▶ **EXTRACTED INFORMATION**
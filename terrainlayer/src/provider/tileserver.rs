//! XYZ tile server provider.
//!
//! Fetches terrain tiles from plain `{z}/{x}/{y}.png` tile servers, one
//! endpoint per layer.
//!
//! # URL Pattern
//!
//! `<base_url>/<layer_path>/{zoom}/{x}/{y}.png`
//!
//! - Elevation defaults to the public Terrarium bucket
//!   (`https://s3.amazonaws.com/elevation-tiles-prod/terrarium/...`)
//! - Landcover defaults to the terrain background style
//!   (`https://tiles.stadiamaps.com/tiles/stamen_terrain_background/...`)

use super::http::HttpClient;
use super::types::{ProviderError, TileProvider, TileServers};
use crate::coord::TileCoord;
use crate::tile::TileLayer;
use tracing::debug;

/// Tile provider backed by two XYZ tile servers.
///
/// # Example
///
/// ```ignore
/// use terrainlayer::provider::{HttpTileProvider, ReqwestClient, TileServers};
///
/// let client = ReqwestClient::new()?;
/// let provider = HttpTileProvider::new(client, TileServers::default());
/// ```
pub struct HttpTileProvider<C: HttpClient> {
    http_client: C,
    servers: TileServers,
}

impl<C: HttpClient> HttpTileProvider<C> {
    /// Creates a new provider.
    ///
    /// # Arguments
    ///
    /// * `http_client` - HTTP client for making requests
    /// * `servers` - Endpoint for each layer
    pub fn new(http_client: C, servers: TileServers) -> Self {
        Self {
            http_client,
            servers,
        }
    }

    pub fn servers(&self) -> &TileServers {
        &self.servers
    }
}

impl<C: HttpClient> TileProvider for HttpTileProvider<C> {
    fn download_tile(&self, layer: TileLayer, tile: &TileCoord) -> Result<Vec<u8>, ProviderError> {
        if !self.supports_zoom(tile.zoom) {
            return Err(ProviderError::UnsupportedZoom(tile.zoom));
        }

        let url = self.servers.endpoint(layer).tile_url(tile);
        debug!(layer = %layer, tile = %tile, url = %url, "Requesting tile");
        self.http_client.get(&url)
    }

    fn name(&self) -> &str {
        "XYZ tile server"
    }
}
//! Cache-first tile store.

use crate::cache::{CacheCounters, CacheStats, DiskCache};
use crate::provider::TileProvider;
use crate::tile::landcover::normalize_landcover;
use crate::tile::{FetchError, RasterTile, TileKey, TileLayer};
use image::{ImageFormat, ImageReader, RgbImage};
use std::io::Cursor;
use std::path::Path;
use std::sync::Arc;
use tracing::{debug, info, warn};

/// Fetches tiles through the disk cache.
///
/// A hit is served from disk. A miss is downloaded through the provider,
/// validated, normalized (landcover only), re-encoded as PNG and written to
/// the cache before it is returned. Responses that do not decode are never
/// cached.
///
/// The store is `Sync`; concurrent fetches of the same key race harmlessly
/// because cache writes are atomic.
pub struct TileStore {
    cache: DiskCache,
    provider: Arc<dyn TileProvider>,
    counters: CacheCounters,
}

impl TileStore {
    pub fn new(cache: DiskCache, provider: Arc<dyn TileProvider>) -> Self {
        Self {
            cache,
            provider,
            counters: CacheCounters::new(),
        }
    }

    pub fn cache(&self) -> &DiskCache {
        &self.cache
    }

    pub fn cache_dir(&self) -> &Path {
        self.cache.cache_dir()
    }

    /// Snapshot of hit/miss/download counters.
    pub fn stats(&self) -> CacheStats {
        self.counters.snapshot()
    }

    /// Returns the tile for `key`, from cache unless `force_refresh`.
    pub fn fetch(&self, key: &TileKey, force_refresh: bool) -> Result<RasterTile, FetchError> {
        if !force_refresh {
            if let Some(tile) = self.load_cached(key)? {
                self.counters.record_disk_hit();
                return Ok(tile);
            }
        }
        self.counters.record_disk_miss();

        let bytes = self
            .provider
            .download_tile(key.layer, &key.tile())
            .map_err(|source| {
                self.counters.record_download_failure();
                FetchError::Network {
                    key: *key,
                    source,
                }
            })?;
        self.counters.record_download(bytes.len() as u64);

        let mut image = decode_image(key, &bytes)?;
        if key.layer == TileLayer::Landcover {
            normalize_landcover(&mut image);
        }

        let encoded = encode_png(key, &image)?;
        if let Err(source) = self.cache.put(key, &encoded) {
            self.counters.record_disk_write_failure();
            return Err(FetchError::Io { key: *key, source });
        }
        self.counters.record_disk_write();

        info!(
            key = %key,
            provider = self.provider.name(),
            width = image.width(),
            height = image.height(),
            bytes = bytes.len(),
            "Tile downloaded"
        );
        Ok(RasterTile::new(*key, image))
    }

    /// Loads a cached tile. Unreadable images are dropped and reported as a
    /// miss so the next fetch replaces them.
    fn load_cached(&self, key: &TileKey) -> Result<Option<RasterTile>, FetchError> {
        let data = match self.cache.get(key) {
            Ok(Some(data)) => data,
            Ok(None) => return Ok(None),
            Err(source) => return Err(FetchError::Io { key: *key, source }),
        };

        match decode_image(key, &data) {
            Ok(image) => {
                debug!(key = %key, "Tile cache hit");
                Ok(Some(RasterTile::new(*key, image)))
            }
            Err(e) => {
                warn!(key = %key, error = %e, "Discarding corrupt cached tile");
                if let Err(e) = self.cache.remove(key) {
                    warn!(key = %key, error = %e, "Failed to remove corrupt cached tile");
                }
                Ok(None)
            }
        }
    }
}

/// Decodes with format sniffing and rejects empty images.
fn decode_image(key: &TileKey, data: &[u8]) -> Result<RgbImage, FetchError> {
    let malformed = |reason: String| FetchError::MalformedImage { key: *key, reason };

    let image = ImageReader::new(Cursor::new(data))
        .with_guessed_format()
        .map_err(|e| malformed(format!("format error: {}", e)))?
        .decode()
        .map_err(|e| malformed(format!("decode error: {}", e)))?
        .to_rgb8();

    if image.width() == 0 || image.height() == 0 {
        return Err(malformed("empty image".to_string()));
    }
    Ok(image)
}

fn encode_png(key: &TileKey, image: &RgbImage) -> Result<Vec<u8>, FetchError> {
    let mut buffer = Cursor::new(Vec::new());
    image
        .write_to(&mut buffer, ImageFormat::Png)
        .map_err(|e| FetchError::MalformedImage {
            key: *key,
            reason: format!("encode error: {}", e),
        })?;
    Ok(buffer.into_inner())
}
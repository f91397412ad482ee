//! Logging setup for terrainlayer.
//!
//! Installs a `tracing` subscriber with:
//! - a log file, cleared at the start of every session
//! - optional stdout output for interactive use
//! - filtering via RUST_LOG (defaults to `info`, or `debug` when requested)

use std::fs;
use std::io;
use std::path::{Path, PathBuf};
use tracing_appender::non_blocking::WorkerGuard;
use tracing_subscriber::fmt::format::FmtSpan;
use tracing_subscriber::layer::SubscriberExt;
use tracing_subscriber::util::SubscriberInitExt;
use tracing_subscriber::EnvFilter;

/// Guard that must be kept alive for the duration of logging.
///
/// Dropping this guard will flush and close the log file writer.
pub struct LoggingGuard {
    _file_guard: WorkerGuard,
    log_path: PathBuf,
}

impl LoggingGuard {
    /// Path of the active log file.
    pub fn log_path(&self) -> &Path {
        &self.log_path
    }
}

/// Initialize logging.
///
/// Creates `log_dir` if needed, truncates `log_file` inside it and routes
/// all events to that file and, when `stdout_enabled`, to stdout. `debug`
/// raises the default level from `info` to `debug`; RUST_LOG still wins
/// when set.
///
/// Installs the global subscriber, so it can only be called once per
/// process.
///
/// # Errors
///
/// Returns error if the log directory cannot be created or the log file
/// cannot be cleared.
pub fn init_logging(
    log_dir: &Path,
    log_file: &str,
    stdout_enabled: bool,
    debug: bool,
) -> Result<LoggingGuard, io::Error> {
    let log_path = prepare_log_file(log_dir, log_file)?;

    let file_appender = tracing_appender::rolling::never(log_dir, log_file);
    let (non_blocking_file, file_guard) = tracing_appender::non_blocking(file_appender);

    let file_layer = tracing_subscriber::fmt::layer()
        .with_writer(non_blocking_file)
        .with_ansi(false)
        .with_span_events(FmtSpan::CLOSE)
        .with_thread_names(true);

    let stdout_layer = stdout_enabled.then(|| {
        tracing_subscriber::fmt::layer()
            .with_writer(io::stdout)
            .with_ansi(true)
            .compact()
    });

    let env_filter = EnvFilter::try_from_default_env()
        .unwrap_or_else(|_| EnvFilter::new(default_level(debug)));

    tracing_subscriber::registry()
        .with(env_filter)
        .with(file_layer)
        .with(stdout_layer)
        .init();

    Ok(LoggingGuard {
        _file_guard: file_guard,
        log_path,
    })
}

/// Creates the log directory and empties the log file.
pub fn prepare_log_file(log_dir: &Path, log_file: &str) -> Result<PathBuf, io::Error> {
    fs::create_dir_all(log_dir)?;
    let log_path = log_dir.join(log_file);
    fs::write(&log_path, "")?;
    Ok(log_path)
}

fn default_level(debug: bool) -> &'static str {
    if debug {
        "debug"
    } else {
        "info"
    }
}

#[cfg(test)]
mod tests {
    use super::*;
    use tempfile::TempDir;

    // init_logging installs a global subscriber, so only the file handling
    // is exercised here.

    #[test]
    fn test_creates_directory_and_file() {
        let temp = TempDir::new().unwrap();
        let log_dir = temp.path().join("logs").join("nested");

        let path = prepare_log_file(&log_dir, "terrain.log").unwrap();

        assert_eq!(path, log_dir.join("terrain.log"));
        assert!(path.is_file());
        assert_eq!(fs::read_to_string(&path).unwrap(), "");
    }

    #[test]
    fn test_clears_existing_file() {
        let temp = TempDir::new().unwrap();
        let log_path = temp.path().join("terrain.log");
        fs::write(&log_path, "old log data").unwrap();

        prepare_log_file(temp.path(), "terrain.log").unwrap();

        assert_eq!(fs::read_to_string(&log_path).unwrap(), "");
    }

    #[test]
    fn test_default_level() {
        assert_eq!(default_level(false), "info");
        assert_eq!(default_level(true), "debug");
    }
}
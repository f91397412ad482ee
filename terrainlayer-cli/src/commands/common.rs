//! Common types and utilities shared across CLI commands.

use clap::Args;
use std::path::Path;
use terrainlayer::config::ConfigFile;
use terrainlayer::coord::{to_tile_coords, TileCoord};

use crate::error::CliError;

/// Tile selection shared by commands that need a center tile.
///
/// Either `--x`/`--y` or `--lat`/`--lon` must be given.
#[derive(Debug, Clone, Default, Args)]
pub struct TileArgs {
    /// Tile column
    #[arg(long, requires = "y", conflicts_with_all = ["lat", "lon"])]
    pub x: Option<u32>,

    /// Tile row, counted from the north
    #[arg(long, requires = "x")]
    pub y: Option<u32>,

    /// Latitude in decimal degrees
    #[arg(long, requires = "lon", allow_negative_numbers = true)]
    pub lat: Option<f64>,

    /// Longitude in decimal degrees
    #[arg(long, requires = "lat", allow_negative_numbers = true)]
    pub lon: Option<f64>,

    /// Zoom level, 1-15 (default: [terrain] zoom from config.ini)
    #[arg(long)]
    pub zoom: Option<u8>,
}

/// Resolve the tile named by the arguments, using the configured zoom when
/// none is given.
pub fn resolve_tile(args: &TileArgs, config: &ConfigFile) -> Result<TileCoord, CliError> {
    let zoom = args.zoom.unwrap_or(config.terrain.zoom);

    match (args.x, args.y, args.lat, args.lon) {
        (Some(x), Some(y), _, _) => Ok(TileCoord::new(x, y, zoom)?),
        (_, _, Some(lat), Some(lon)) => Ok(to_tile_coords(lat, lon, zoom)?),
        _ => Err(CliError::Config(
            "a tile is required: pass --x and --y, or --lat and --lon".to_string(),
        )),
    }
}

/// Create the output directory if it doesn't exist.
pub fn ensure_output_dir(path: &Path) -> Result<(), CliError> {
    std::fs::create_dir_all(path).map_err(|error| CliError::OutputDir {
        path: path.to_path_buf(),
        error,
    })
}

▶ **ABOUT THIS TASK**
Starting at the line above that holds "fn download_tile(&self, layer: TileLayer, tile: &TileCoord)" and ending at the line that holds "hit is served", transcribe each line exactly and include no other lines.

▶ **ANSWER SPACE**
    fn download_tile(&self, layer: TileLayer, tile: &TileCoord) -> Result<Vec<u8>, ProviderError> {
        if !self.supports_zoom(tile.zoom) {
            return Err(ProviderError::UnsupportedZoom(tile.zoom));
        }

        let url = self.servers.endpoint(layer).tile_url(tile);
        debug!(layer = %layer, tile = %tile, url = %url, "Requesting tile");
        self.http_client.get(&url)
    }

    fn name(&self) -> &str {
        "XYZ tile server"
    }
}
//! Cache-first tile store.

use crate::cache::{CacheCounters, CacheStats, DiskCache};
use crate::provider::TileProvider;
use crate::tile::landcover::normalize_landcover;
use crate::tile::{FetchError, RasterTile, TileKey, TileLayer};
use image::{ImageFormat, ImageReader, RgbImage};
use std::io::Cursor;
use std::path::Path;
use std::sync::Arc;
use tracing::{debug, info, warn};

/// Fetches tiles through the disk cache.
///
/// A hit is served from disk. A miss is downloaded through the provider,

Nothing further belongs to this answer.